Oscar_Cunningham Mar 5, 2022, 2:39 AM
2 points
0

Note that Eliezer believes the opposite: https://www.lesswrong.com/posts/GYuKqAL95eaWTDje5/worse-than-random.
- dxu Mar 5, 2022, 3:08 AM
  5 points
  0
  Parent
  
  From near the end of the post you linked:
  As a general principle, on any problem for which you know that a particular unrandomized algorithm is unusually stupid—so that a randomized algorithm seems wiser—you should be able to use the same knowledge to produce a superior derandomized algorithm. If nothing else seems obvious, just avoid outputs that look “unrandomized”! If you know something is stupid, deliberately avoid it! (There are exceptions to this rule, but they have to do with defeating cryptographic adversaries—that is, preventing someone else’s intelligence from working on you. Certainly entropy can act as an antidote to intelligence!)

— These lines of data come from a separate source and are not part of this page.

use std::env;
use std::fs;
use std::path::{Path, PathBuf};

use thiserror::Error;

pub mod app;
pub mod assets;
mod sprite_keys;

pub use app::{
    depth_key, grid_to_iso, iso_to_grid, run_app, run_app_with_handles, screen_to_world,
    sprite_screen_rect, world_to_screen, world_to_screen_px, AnimationDesc, AppError, Camera2D,
    CameraConfig, Entity, EntityId, EntityKind, GridPos, GroundLayer, GroundTile, InputAction,
    InputPort, InputSnapshot, IsoTransform, JoystickHandle, ListenerKind, LoopConfig, Renderer,
    RuntimeHandles, RuntimePhase, Scene, SceneCommand, SceneVisualState, SceneWorld,
    ScreenParticle, ScreenRect, SpriteRef, Vec2, Viewport, VirtualJoystick, Visual, WorldRect,
    CAMERA_DEFAULT_MAX_ZOOM, CAMERA_ZOOM_STEP_FACTOR, ELEVATION_STEP_PX, JOYSTICK_SIZE_PX,
    SLOW_FRAME_ENV_VAR,
};
pub use assets::{load_atlas_set, AssetError, AtlasFrame, AtlasSet, AtlasSpec, SpriteAtlas};
pub use sprite_keys::SpriteKeyError;

pub const ROOT_ENV_VAR: &str = "ISOWORLD_ROOT";

#[derive(Debug, Clone)]
pub struct AppPaths {
    pub root: PathBuf,
    pub base_content_dir: PathBuf,
}

impl AppPaths {
    pub fn asset_path(&self, relative: &str) -> PathBuf {
        relative
            .split('/')
            .filter(|part| !part.is_empty())
            .fold(self.base_content_dir.clone(), |path, part| path.join(part))
    }
}

#[derive(Debug, Error)]
pub enum StartupError {
    #[error("failed to read environment variable {var}: {source}")]
    EnvVar {
        var: &'static str,
        #[source]
        source: env::VarError,
    },
    #[error("failed to resolve current executable path: {0}")]
    CurrentExe(#[source] std::io::Error),
    #[error("current executable path has no parent directory: {0}")]
    ExeHasNoParent(PathBuf),
    #[error(
        "ISOWORLD_ROOT is set but does not point to a valid project root: {path}\n\
A valid root must contain Cargo.toml and either crates/ or assets/."
    )]
    InvalidEnvRoot { path: PathBuf },
    #[error(
        "Could not detect project root by walking upward from executable directory: {start_dir}\n\
Expected a directory containing Cargo.toml and either crates/ or assets/.\n\
Set {env_var} explicitly, for example:\n\
Bash/zsh: export {env_var}=\"/path/to/isoworld\""
    )]
    RootNotFound {
        start_dir: PathBuf,
        env_var: &'static str,
    },
}

pub fn resolve_app_paths() -> Result<AppPaths, StartupError> {
    let root = resolve_root()?;
    let base_content_dir = root.join("assets").join("base");
    Ok(AppPaths {
        root,
        base_content_dir,
    })
}

fn resolve_root() -> Result<PathBuf, StartupError> {
    match env::var(ROOT_ENV_VAR) {
        Ok(value) => {
            let normalized = normalize_path(&PathBuf::from(value));
            if is_repo_marker(&normalized) {
                Ok(normalized)
            } else {
                Err(StartupError::InvalidEnvRoot { path: normalized })
            }
        }
        Err(env::VarError::NotPresent) => {
            let exe = env::current_exe().map_err(StartupError::CurrentExe)?;
            let exe_dir = exe
                .parent()
                .map(Path::to_path_buf)
                .ok_or_else(|| StartupError::ExeHasNoParent(exe.clone()))?;

            exe_dir
                .ancestors()
                .find(|candidate| is_repo_marker(candidate))
                .map(normalize_path)
                .ok_or_else(|| StartupError::RootNotFound {
                    start_dir: normalize_path(&exe_dir),
                    env_var: ROOT_ENV_VAR,
                })
        }
        Err(source) => Err(StartupError::EnvVar {
            var: ROOT_ENV_VAR,
            source,
        }),
    }
}

fn is_repo_marker(path: &Path) -> bool {
    let cargo_toml = path.join("Cargo.toml").is_file();
    let has_crates = path.join("crates").is_dir();
    let has_assets = path.join("assets").is_dir();

    cargo_toml && (has_crates || has_assets)
}

fn normalize_path(path: &Path) -> PathBuf {
    fs::canonicalize(path).unwrap_or_else(|_| path.to_path_buf())
}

  In the case of Robert’s problem, since ROB is specified to have access to your algorithm, it effectively “moves second”, which does indeed place it in a position to “use its intelligence on you”. So it should be unsurprising that a mixed strategy can beat out a pure strategy. Indeed, this is why mixed strategies are sometimes optimal in game-theoretic situations: when adversaries are involved, being unpredictable has its advantages.
  Of course, this does presume that you have access to a source of randomness that even ROB cannot predict. If you do not have access to such a source, then you are in fact screwed. But then the problem becomes inherently unfair, and thus of less interest.
  (From a certain perspective, even this is compatible with Eliezer’s main message: for an adversary to be looking over your shoulder, “moving second” relative to you, and anti-optimizing your objective function, is indeed a special case of things being “worse than random”. The problem is that producing a “superior derandomized algorithm” in such a case requires inverting the “move order” of yourself and your adversary, which is not possible in many scenarios.)
  - Oscar_Cunningham Mar 5, 2022, 3:24 AM
    2 points
    0
    Parent
    
    The original problem doesn’t say that ROB has access to your algorithm, or that ROB wants you to lose.
    - Tapatakt Mar 5, 2022, 5:02 PM
      1 point
      0
      Parent
      
      In such problems, it is usually assumed that your solution have to work (in this case work = better than 50% accuracy) always, even in the worst case, when all unknowns are against you.
      - Oscar_Cunningham Mar 5, 2022, 5:18 PM
        6 points
        0
        Parent
        
        https://www.lesswrong.com/posts/AAqTP6Q5aeWnoAYr4/?commentId=WJ5hegYjp98C4hcRt
        
        I don’t dispute what you say. I just suggest that the confusing term “in the worst case” be replaced by the more accurate phrase “supposing that the environment is an adversarial superintelligence who can perfectly read all of your mind except bits designated ‘random’”.
Olomana Mar 5, 2022, 7:26 AM
1 point
0

The problem statement says “arbitrary real numbers”, so the domain of your function P is -infinity to +infinity. P represents a probability distribution, so the area under the curve is equal to 1. P is strictly increasing, so… I’m having trouble visualizing a function that meets all these conditions.
You say “any” such function… perhaps you could give just one example.
- Oscar_Cunningham Mar 5, 2022, 9:34 AM
  2 points
  0
  Parent
  
  In this case P is the cumulative distribution function, so it has to approach 1 at infinity, rather than the area under the curve being 1. An example would be 1/(1+exp(-x)).
  - Robert Kennedy Mar 6, 2022, 9:02 PM
    3 points
    0
    Parent
    
    Actually, for any given P which works, P’(x)=P(x)/10 is also a valid algorithm.